Таким образом, после знакомства с домашней лабораторией учителя Бородин познакомился и с домашней жизнью Николая Николаевича, с его женою Елизаветой Александровной и ребятами-погодками: черноглазым Святославом, миловидными девочками Лизой и Варей и младшим, последним, Николаем, разумеется самым любимым.
Николай Николаевич женился через год после приезда в Петербург и не ошибся в своем выборе, хотя знакомство их произошло случайно, в петербургском Большом театре, на представлении «Аскольдовой могилы», где места их оказались рядом.
Глубину своей привязанности к жене, детям, ко всему укладу жизни в семье Николай Николаевич почувствовал, уезжая на Кавказ с Дубовицким.
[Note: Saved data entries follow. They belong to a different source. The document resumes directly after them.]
//! Search configuration with sensible defaults.
//!
//! [`SearchConfig`] controls the fallback order, provider credentials and
//! endpoints, per-provider rate limits and the per-call timeout. It is
//! serde-friendly so the host can load it from TOML; every field has a
//! default, so an empty file is a valid configuration.

use std::fmt;
use std::time::Duration;

use serde::{Deserialize, Serialize};

use crate::error::SearchError;
use crate::types::ProviderName;

/// Default Google Custom Search JSON API endpoint.
pub const GOOGLE_ENDPOINT: &str = "https://www.googleapis.com/customsearch/v1";

/// Default Bing Web Search v7 endpoint.
pub const BING_ENDPOINT: &str = "https://api.bing.microsoft.com/v7.0/search";

/// Default DuckDuckGo HTML (no JavaScript) endpoint.
pub const DUCKDUCKGO_HTML_ENDPOINT: &str = "https://html.duckduckgo.com/html/";

/// Default DuckDuckGo Instant Answer API endpoint.
pub const DUCKDUCKGO_INSTANT_ANSWER_ENDPOINT: &str = "https://api.duckduckgo.com/";

/// A sliding-window call budget for one provider.
#[derive(Debug, Clone, Copy, PartialEq, Eq, Serialize, Deserialize)]
pub struct RateLimit {
    /// Calls allowed inside one window.
    pub max_calls: u32,
    /// Window length in seconds.
    pub window_seconds: u64,
}

impl RateLimit {
    pub fn new(max_calls: u32, window_seconds: u64) -> Self {
        Self {
            max_calls,
            window_seconds,
        }
    }

    pub fn window(&self) -> Duration {
        Duration::from_secs(self.window_seconds)
    }

    /// Default budget for a provider.
    ///
    /// Derived from the minimum spacing each backend tolerates between
    /// requests: 1.5s for DuckDuckGo, 0.5s for Bing, 0.1s for Google.
    pub fn default_for(provider: ProviderName) -> Self {
        match provider {
            ProviderName::DuckDuckGo => Self::new(40, 60),
            ProviderName::Bing => Self::new(120, 60),
            ProviderName::Google => Self::new(600, 60),
        }
    }

    fn validate(&self, provider: ProviderName) -> Result<(), SearchError> {
        if self.max_calls == 0 {
            return Err(SearchError::Config(format!(
                "{provider} rate_limit.max_calls must be greater than 0"
            )));
        }
        if self.window_seconds == 0 {
            return Err(SearchError::Config(format!(
                "{provider} rate_limit.window_seconds must be greater than 0"
            )));
        }
        Ok(())
    }
}

/// Google API key plus Custom Search engine id (`cx`).
#[derive(Clone, PartialEq, Eq, Serialize, Deserialize)]
pub struct GoogleCredentials {
    pub api_key: String,
    pub engine_id: String,
}

impl fmt::Debug for GoogleCredentials {
    fn fmt(&self, f: &mut fmt::Formatter<'_>) -> fmt::Result {
        f.debug_struct("GoogleCredentials")
            .field("api_key", &redact(&self.api_key))
            .field("engine_id", &self.engine_id)
            .finish()
    }
}

/// Bing subscription key.
#[derive(Clone, PartialEq, Eq, Serialize, Deserialize)]
pub struct BingCredentials {
    pub api_key: String,
}

impl fmt::Debug for BingCredentials {
    fn fmt(&self, f: &mut fmt::Formatter<'_>) -> fmt::Result {
        f.debug_struct("BingCredentials")
            .field("api_key", &redact(&self.api_key))
            .finish()
    }
}

fn redact(value: &str) -> &'static str {
    if value.is_empty() {
        "[EMPTY]"
    } else {
        "[REDACTED]"
    }
}

/// Google provider settings.
#[derive(Debug, Clone, PartialEq, Eq, Serialize, Deserialize)]
#[serde(default)]
pub struct GoogleSettings {
    /// `None` leaves Google permanently ineligible.
    pub credentials: Option<GoogleCredentials>,
    pub endpoint: String,
    /// Overrides [`RateLimit::default_for`] when set.
    pub rate_limit: Option<RateLimit>,
}

impl Default for GoogleSettings {
    fn default() -> Self {
        Self {
            credentials: None,
            endpoint: GOOGLE_ENDPOINT.to_owned(),
            rate_limit: None,
        }
    }
}

/// Bing provider settings.
#[derive(Debug, Clone, PartialEq, Eq, Serialize, Deserialize)]
#[serde(default)]
pub struct BingSettings {
    /// `None` leaves Bing permanently ineligible.
    pub credentials: Option<BingCredentials>,
    pub endpoint: String,
    pub rate_limit: Option<RateLimit>,
}

impl Default for BingSettings {
    fn default() -> Self {
        Self {
            credentials: None,
            endpoint: BING_ENDPOINT.to_owned(),
            rate_limit: None,
        }
    }
}

/// DuckDuckGo provider settings.
#[derive(Debug, Clone, PartialEq, Eq, Serialize, Deserialize)]
#[serde(default)]
pub struct DuckDuckGoSettings {
    pub html_endpoint: String,
    pub instant_answer_endpoint: String,
    /// Consult the Instant Answer API when the HTML page yields nothing.
    pub instant_answer_fallback: bool,
    /// Ask DuckDuckGo for strict safe search.
    pub safe_search: bool,
    pub rate_limit: Option<RateLimit>,
}

impl Default for DuckDuckGoSettings {
    fn default() -> Self {
        Self {
            html_endpoint: DUCKDUCKGO_HTML_ENDPOINT.to_owned(),
            instant_answer_endpoint: DUCKDUCKGO_INSTANT_ANSWER_ENDPOINT.to_owned(),
            instant_answer_fallback: true,
            safe_search: true,
            rate_limit: None,
        }
    }
}

/// Configuration for the provider registry and router.
///
/// Use [`Default::default()`] for sensible defaults, or construct with
/// field overrides for custom behaviour.
#[derive(Debug, Clone, PartialEq, Eq, Serialize, Deserialize)]
#[serde(default)]
pub struct SearchConfig {
    /// Fallback order. Providers earlier in the list are tried first.
    pub priority: Vec<ProviderName>,
    pub google: GoogleSettings,
    pub bing: BingSettings,
    pub duckduckgo: DuckDuckGoSettings,
    /// Per-call HTTP timeout in seconds.
    pub timeout_seconds: u64,
    /// Custom User-Agent string. If `None`, rotates through a built-in list
    /// of realistic browser User-Agents.
    pub user_agent: Option<String>,
}

impl Default for SearchConfig {
    fn default() -> Self {
        Self {
            priority: vec![
                ProviderName::DuckDuckGo,
                ProviderName::Google,
                ProviderName::Bing,
            ],
            google: GoogleSettings::default(),
            bing: BingSettings::default(),
            duckduckgo: DuckDuckGoSettings::default(),
            timeout_seconds: 10,
            user_agent: None,
        }
    }
}

impl SearchConfig {
    /// Per-call timeout as a [`Duration`].
    pub fn timeout(&self) -> Duration {
        Duration::from_secs(self.timeout_seconds)
    }

    /// Effective rate limit for a provider: the override if set, otherwise
    /// the built-in default.
    pub fn rate_limit_for(&self, provider: ProviderName) -> RateLimit {
        let configured = match provider {
            ProviderName::Google => self.google.rate_limit,
            ProviderName::Bing => self.bing.rate_limit,
            ProviderName::DuckDuckGo => self.duckduckgo.rate_limit,
        };
        configured.unwrap_or_else(|| RateLimit::default_for(provider))
    }

    /// Priority rank of a provider (lower is tried first), or `None` when the
    /// provider is not part of the fallback order.
    pub fn priority_of(&self, provider: ProviderName) -> Option<u32> {
        self.priority
            .iter()
            .position(|p| *p == provider)
            .map(|idx| idx as u32)
    }

    /// Validates this configuration, returning an error if any field is invalid.
    ///
    /// Checks:
    /// - `priority` must not be empty or contain duplicates
    /// - `timeout_seconds` must be greater than 0
    /// - rate-limit overrides must have non-zero calls and window
    /// - configured credential pairs must not contain empty fields
    pub fn validate(&self) -> Result<(), SearchError> {
        if self.priority.is_empty() {
            return Err(SearchError::Config(
                "at least one provider must be listed in priority".into(),
            ));
        }
        for (idx, provider) in self.priority.iter().enumerate() {
            if self.priority[..idx].contains(provider) {
                return Err(SearchError::Config(format!(
                    "provider {provider} listed twice in priority"
                )));
            }
        }
        if self.timeout_seconds == 0 {
            return Err(SearchError::Config(
                "timeout_seconds must be greater than 0".into(),
            ));
        }
        for provider in ProviderName::all() {
            self.rate_limit_for(*provider).validate(*provider)?;
        }
        if let Some(ref creds) = self.google.credentials {
            if creds.api_key.trim().is_empty() || creds.engine_id.trim().is_empty() {
                return Err(SearchError::Config(
                    "Google credentials need both api_key and engine_id".into(),
                ));
            }
        }
        if let Some(ref creds) = self.bing.credentials {
            if creds.api_key.trim().is_empty() {
                return Err(SearchError::Config("Bing api_key must not be empty".into()));
            }
        }
        Ok(())
    }
}

#[cfg(test)]
mod tests {
    use super::*;

    #[test]
    fn default_config_has_sensible_values() {
        let config = SearchConfig::default();
        assert_eq!(config.timeout_seconds, 10);
        assert_eq!(config.timeout(), Duration::from_secs(10));
        assert!(config.user_agent.is_none());
        assert!(config.google.credentials.is_none());
        assert!(config.bing.credentials.is_none());
        assert!(config.duckduckgo.instant_answer_fallback);
    }

    #[test]
    fn default_priority_puts_duckduckgo_first() {
        let config = SearchConfig::default();
        assert_eq!(
            config.priority,
            vec![
                ProviderName::DuckDuckGo,
                ProviderName::Google,
                ProviderName::Bing
            ]
        );
        assert_eq!(config.priority_of(ProviderName::DuckDuckGo), Some(0));
        assert_eq!(config.priority_of(ProviderName::Bing), Some(2));
    }

    #[test]
    fn priority_of_unlisted_provider_is_none() {
        let config = SearchConfig {
            priority: vec![ProviderName::DuckDuckGo],
            ..Default::default()
        };
        assert_eq!(config.priority_of(ProviderName::Google), None);
    }

    #[test]
    fn valid_config_passes_validation() {
        assert!(SearchConfig::default().validate().is_ok());
    }

    #[test]
    fn empty_priority_rejected() {
        let config = SearchConfig {
            priority: vec![],
            ..Default::default()
        };
        let err = config.validate().unwrap_err();
        assert!(err.to_string().contains("priority"));
    }

    #[test]
    fn duplicate_priority_rejected() {
        let config = SearchConfig {
            priority: vec![ProviderName::Bing, ProviderName::Bing],
            ..Default::default()
        };
        let err = config.validate().unwrap_err();
        assert!(err.to_string().contains("twice"));
    }

    #[test]
    fn zero_timeout_rejected() {
        let config = SearchConfig {
            timeout_seconds: 0,
            ..Default::default()
        };
        let err = config.validate().unwrap_err();
        assert!(err.to_string().contains("timeout_seconds"));
    }

    #[test]
    fn zero_rate_limit_rejected() {
        let mut config = SearchConfig::default();
        config.bing.rate_limit = Some(RateLimit::new(0, 60));
        let err = config.validate().unwrap_err();
        assert!(err.to_string().contains("max_calls"));

        config.bing.rate_limit = Some(RateLimit::new(5, 0));
        let err = config.validate().unwrap_err();
        assert!(err.to_string().contains("window_seconds"));
    }

    #[test]
    fn rate_limit_override_replaces_default() {
        let mut config = SearchConfig::default();
        assert_eq!(
            config.rate_limit_for(ProviderName::DuckDuckGo),
            RateLimit::new(40, 60)
        );
        config.duckduckgo.rate_limit = Some(RateLimit::new(2, 10));
        assert_eq!(
            config.rate_limit_for(ProviderName::DuckDuckGo),
            RateLimit::new(2, 10)
        );
    }

    #[test]
    fn empty_google_engine_id_rejected() {
        let mut config = SearchConfig::default();
        config.google.credentials = Some(GoogleCredentials {
            api_key: "key".into(),
            engine_id: " ".into(),
        });
        let err = config.validate().unwrap_err();
        assert!(err.to_string().contains("engine_id"));
    }

    #[test]
    fn credentials_debug_is_redacted() {
        let creds = GoogleCredentials {
            api_key: "super-secret".into(),
            engine_id: "cx-123".into(),
        };
        let debug = format!("{creds:?}");
        assert!(!debug.contains("super-secret"));
        assert!(debug.contains("[REDACTED]"));

        let bing = BingCredentials {
            api_key: "bing-secret".into(),
        };
        assert!(!format!("{bing:?}").contains("bing-secret"));
    }

    #[test]
    fn deserializes_from_partial_json() {
        let json = r#"{
            "priority": ["Google", "DuckDuckGo"],
            "bing": { "credentials": { "api_key": "k" } },
            "timeout_seconds": 4
        }"#;
        let config: SearchConfig = serde_json::from_str(json).expect("deserialize");
        assert_eq!(
            config.priority,
            vec![ProviderName::Google, ProviderName::DuckDuckGo]
        );
        assert_eq!(config.timeout_seconds, 4);
        assert_eq!(config.bing.endpoint, BING_ENDPOINT);
        assert!(config.bing.credentials.is_some());
        assert!(config.validate().is_ok());
    }
}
Не теряя мысли об уходе из академии, Петр Александрович весной 1852 года решил ехать на кавказские минеральные воды лечиться. Медицинский департамент поручил ему заодно заняться исследованием вод в терапевтическом отношении. Вместе с Дубовицким для совместного исследования вод получил командировку и Зинин. Ему сверх того поручено было после Кавказа направиться в Крым для исследования грязей.
Закутанные облаками вершины гор, каменные дороги под ногами, гортанный говор местных жителей, буйволы и арбы пробудили схороненные в памяти воспоминания детства. Погруженный в лиризм Николай Николаевич читал Дубовицкому наизусть целыми главами «Демона» и полностью всего «Мцыри». Петр Александрович не переставал удивляться невероятной памятливости своего спутника и иногда, испытывая ее, спрашивал вдруг:
— Николай Николаевич, что это за «иудины уши», о которых вчера говорил ямщик?
— Гриб, похожий на ухо. В народе пользуются им, как охлаждающим средством при воспалении глаз, — спокойно отвечал Николай Николаевич и принимался за лирику Лермонтова.
Лиризм исчез, как только приступили к организации исследований. Тогда начались разговоры о положении дел в академии, о необходимости перестройки учебных программ, о постройке отдельного, специального Естественноисторического института с аудиториями и кабинетами по основным разделам естествознания.